Вскипая под ливнем весенним,
Впадает в залив река,
Как чёрные гроздья сирени,
Колышутся облака.
К чертям сожаленья о прошлом,
Недобром и небылом –
Давайте раскроем окошко
И ветром наполним дом.

Взовьётся житейская нежить,
Душа разорвёт тишину,
И выплывет Стенькой на стрежень
Ловить осетра на княжну.
Мы долг не исполнили разве?
Как будто нас кто просил…
Привет же, случайные связи,
Насколько осталось сил.

Привет тебе, даже простуда,
Похмелья тупая дрожь,
Куда мы? – не знаем… Откуда?
– А этого, брат, не трожь,
От самой изысканной стервы,
От самой пустых надежд…
Открой-ка, ты лучше  консервы,
Да, вот колбасы нарежь.

Пространство пугает простором –
Отвыкли мы от него,
Отвыкли от пения хором –
Все песни на одного,
Но вот он – просвет меж домами,
За ним бесконечна гладь,
И что в ней исполнится с нами,
Не стоит заранее знать.

 

Прогулка по Иерусалиму

 

Камень бугрится в стенах,
Как вены у старика,
Здесь, преклонив колена,
Молча стоят века,
Здесь на любую фразу
И даже на звук шагов
Вдруг отвечает сразу
Каждый из трёх Богов.

Город, в котором карта
сама по себе – Псалтирь,
Архитектурный бартер
Неба – в обмен на мир,
Странный бивак душевный,
Любых эмиграций даль,
Где позади кошерно,
А впереди – халяль.

Выйди под утро босо –
Согреет ступни гранит.
Древняя Долороса
Святостью освежит.
Рынок вернёт к мирскому,
Стена позовёт к слезам…
Связи с давнишним домом
Ты обрываешь сам.

 

Жёлтое плещет небо
Над серой листвой олив.
Прошлую быль и небыль
Жизнь обратила в миф.
Трепетно иль небрежно
В город войдёшь – все равно –
Обратно вернуться прежним
Вошедшему не дано.

 

Старый дневник (из книги «Покаяния»)

 

Лежала девушка, лежала,
Ногами спелыми дрожала,
Хотела замуж за меня.
А я был пьян, и не сдавался,
Поскольку прежде обещался
Другой, и верность ей храня,
Пил долго водку, пел романсы,
Не разбазаривал авансы,
Мозги коварно не крутил…
Слегка, конечно, донжуанил,
Но сердца девы не дурманил,
И честно на фиг уходил.

Прошли года – и даже годы –
Таких немало эпизодов
Среди моих земных дорог.
А девы людям  рассказали,
Что наотрез мне отказали,
И хорошо… И дай им Бог!

 

Отражение

 

В глазах погасших безумье искать тепла,
И чья-то женщина – та, что твоей была, –
Из черт лица стирает твои следы,
Как отраженье с глади речной воды.

Глядишь в лицо ей и видишь в нём только рябь,
Ту, что едина у всех незамужних баб,
У всех водоёмов: у луж, у прудов и рек,
В которые не гляделся ни один человек.

А впрочем, тут на планете, грозной и голубой,
Твоё отраженье одно лишь  всегда с тобой,
Меняясь по мере того, как часы бегут,
И в измененьях правда. А все фотоснимки лгут.

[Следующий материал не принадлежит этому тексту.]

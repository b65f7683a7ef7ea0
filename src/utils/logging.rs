//! Logging utilities for the application
//!
//! Diagnostics go through `tracing`, filtered by `RUST_LOG` (default `info`).
//! They are written to stderr so they never interleave with the demo output
//! printed on stdout.
use tracing::Subscriber;
use tracing_subscriber::{filter::EnvFilter, fmt, fmt::MakeWriter, prelude::*};

/// Level used when `RUST_LOG` is unset or invalid
const DEFAULT_LEVEL: &str = "info";

/// Installs the global subscriber, writing to stderr
pub fn setup_logging() -> Result<(), Box<dyn std::error::Error + Send + Sync + 'static>> {
	subscriber(std::io::stderr, env_filter()).try_init()?;
	Ok(())
}

fn env_filter() -> EnvFilter {
	EnvFilter::try_from_default_env().unwrap_or_else(|_| EnvFilter::new(DEFAULT_LEVEL))
}

/// Compact, colorless single-line events with their target
fn subscriber<W>(writer: W, filter: EnvFilter) -> impl Subscriber + Send + Sync
where
	W: for<'writer> MakeWriter<'writer> + Send + Sync + 'static,
{
	tracing_subscriber::registry().with(filter).with(
		fmt::layer()
			.with_writer(writer)
			.with_ansi(false)
			.with_target(true)
			.with_level(true)
			.compact(),
	)
}
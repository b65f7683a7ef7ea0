//! JSON document store of a chain.

use std::sync::Arc;

use crate::{
	models::{AllowedReadersRecordModel, JsonDocumentModel, PageOf, PageRequest},
	services::rest::{
		transport::{segment, HttpTransport, Query},
		RestClientError,
	},
};

/// Stores and retrieves JSON documents kept in a chain
///
/// The node encrypts stored documents for the chain's allowed readers.
#[derive(Clone, Debug)]
pub struct JsonStore {
	transport: Arc<HttpTransport>,
	chain_id: String,
}

impl JsonStore {
	pub(crate) fn new(transport: Arc<HttpTransport>, chain_id: String) -> Self {
		Self {
			transport,
			chain_id,
		}
	}

	fn path(&self, suffix: &str) -> String {
		format!("jsonDocuments@{}{}", segment(&self.chain_id), suffix)
	}

	/// Stores a JSON value as a new document record
	pub async fn add(
		&self,
		document: &serde_json::Value,
	) -> Result<JsonDocumentModel, RestClientError> {
		if document.is_null() {
			return Err(RestClientError::request_error("Cannot store a null JSON document"));
		}
		self.transport.post_json(&self.path(""), &[], document).await
	}

	pub async fn retrieve(&self, serial: u64) -> Result<JsonDocumentModel, RestClientError> {
		self.transport
			.get_json(&self.path(&format!("/{}", serial)), &[])
			.await
	}

	/// Lists the allowed-readers records of the chain, optionally for one context
	pub async fn retrieve_allowed_readers(
		&self,
		context_id: Option<&str>,
		page: PageRequest,
	) -> Result<PageOf<AllowedReadersRecordModel>, RestClientError> {
		let mut query: Query = Vec::new();
		if let Some(context_id) = context_id {
			query.push(("contextId", context_id.to_string()));
		}
		page.append_to(&mut query);
		self.transport.get_json(&self.path("/allow"), &query).await
	}
}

Всё преходяще. Ничто не назвать своим.
Все формы смертны – ничто не назвать живым.
Родиться, выбрать: что ближе, добро иль зло…
Кому-то, кстати, и с этим не повезло.

Ну что ж, однажды из плена зеркал и глаз
Освобожусь бессрочно – и уж в последний раз.
Слеза покатится, жёсткая, как слюда.
Но не ищи – в ней нет моего следа.

 

Пророчество

 

Веселее дуэль, чем драка – за тот же рупь,
Что платил за участье, имеешь хотя бы труп,
Уносимый прочь. И в дальнейшем, среди бумаг
Твой потомок отыщет имя с пометкой «враг».

А когда окончен мелкий уличный мордобой,
Ничего заметного не заберёшь с собой.
У кипевшей своры – ни тел, ни имён, ни лиц,
Только губы в пене, да гнойный огонь глазниц.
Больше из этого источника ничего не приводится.